Inventato nel lontano 1956 dall’IBM, è ad oggi uno dei più diffusi sistemi di memorizzazione e immagazzinamento dati.
Negli anni si è costantemente evoluto, passando nel giro di 50 anni dalle dimensioni di un frigorifero, alle odierne minime dimensioni dei dischi da 2,5” e 1,8” montati all’interno dei computer portatili.
Per chi ancora non lo sapesse un hard disk (o in italiano “disco rigido”) e composto da alcune parti principali: un involucro esterno, una scheda elettronica che ne controlla il funzionamento, un motore, uno o più piatti sulle cui superfici magnetiche vengono fisicamente memorizzati i dati, un gruppo testine (che si occupa di leggere e scrivere i dati, un po’ come la testina di un giradischi), un gruppo magnetico che controlla il movimento del gruppo testine e un amplificatore che si occupa di rendere sufficientemente leggibili ed interpretabili i segnali corrispondenti ai dati letti dalle testine.

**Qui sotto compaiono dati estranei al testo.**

use std::sync::Once;

static INSTALL: Once = Once::new();

/// # Summary
/// 为 `rustls` 安装进程级默认加密后端 (`ring`)。
///
/// # Logic
/// 1. `reqwest` 以 `rustls-no-provider` 方式编译，构建客户端前必须存在默认 Provider。
/// 2. 仅在首次调用时安装；若其他组件已安装，则保持原状。
pub fn install_crypto_provider() {
    INSTALL.call_once(|| {
        if rustls::crypto::ring::default_provider()
            .install_default()
            .is_err()
        {
            tracing::debug!("rustls crypto provider already installed");
        }
    });
}
use axum::Json;
use axum::extract::State;
use buzz_core::alert::entity::AlertConfig;

use crate::error::ApiError;
use crate::server::AppState;
use crate::types::ApiResponse;

/// 修改报警规则
///
/// 校验后以 4 空格缩进 JSON 提交到远端仓库的 `data/config.json`。
#[utoipa::path(
    put,
    path = "/api/v1/alert-config",
    tag = "配置 (Settings)",
    request_body = AlertConfig,
    responses(
        (status = 200, description = "同步成功", body = ApiResponse<AlertConfig>),
        (status = 400, description = "阈值或收件人非法"),
        (status = 502, description = "远端仓库拒绝写入"),
        (status = 503, description = "未配置远端同步")
    )
)]
pub async fn update_alert_config(
    State(state): State<AppState>,
    Json(config): Json<AlertConfig>,
) -> Result<Json<ApiResponse<AlertConfig>>, ApiError> {
    state.dashboard.save_alert_config(&config).await?;
    Ok(Json(ApiResponse::ok(config)))
}
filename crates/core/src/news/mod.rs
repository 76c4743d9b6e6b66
pub mod entity;
pub mod error;
pub mod port;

Lo sviluppo tecnologico del supporto è stato affiancato ad un costante sviluppo delle tecniche adottate per il recupero dati; a partire dal semplice scambio delle schede elettroniche bruciate (ahimè ora non più possibile), fino allo sviluppo di tecniche e di strumentazione dedicata alle sostituzioni delle parti interne in ambienti idonei denominati “camere bianche”.
Tutto parte dallo studio di come funziona un singolo hard disk, che tipo di componenti elettronici sono installati, quante e che tipo di testine sono montate, come vengono memorizzati i dati, quali informazioni di servizio sono necessarie per un corretto funzionamento e dove sono memorizzate. Malgrado quanto si possa pensare un hard disk infatti è una macchina piuttosto complessa, un po’ come se fosse un computer a sè, con tutta una serie di routine di funzionamento che cambiano anche completamente da una marca ad un’altra, così come da un modello ad un altro, malgrado il risultato dal punto di vista dell’utente finale sia sempre lo stesso: la memorizzazione dei dati.

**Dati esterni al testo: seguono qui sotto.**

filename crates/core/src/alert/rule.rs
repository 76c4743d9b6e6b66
use super::entity::{AlertDecision, compose};
use crate::history::entity::HistoryRecord;
use crate::score::BuzzWeights;

/// # Summary
/// 判定单条记录是否需要报警。
///
/// # Logic
/// 1. 用给定权重重新计算热度分（与看板同一公式）。
/// 2. 严格大于阈值时触发，等于阈值不触发。
///
/// # Arguments
/// * `record`: 某只股票的最新记录。
/// * `threshold`: 报警阈值。
/// * `weights`: 热度分权重。
///
/// # Returns
/// `AlertDecision::Fire` 或 `AlertDecision::Normal`。
pub fn evaluate(record: &HistoryRecord, threshold: f64, weights: &BuzzWeights) -> AlertDecision {
    let buzz_score = weights.score(record.mentions_growth, record.sentiment_avg);
    if buzz_score > threshold {
        AlertDecision::Fire(compose(record, buzz_score, threshold))
    } else {
        AlertDecision::Normal {
            ticker: record.ticker.clone(),
            buzz_score,
        }
    }
}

Col passare degli anni e la diffusione delle informazioni, sono nate le prime aziende a livello mondiale che hanno creato prodotti standard hardware e software per la diagnostica e la successiva “riparazione” degli hard disk al fine del recupero dati.
Citiamo tra le più famose la russa Acelab, l’asiatica SalvationData e la statunitense Athola.
Malgrado ciò le capacità e la conoscenza del singolo tecnico ancora oggi fa la differenza nel campo del recupero dati, che rimane un campo ancora ampiamente dipendente dalla ricerca e sviluppo effettuata dai laboratori delle singole aziende.
Ecco perchè risulta importante affidarsi a veri professionisti con veri laboratori, malgrado sia effettivamente difficile districarsi tra le numerose aziende che dicono di fare recupero dati, ma in realtà si affidano alle possibilità offerte da software acquistati e sporadiche consulenze affidate a laboratori esterni.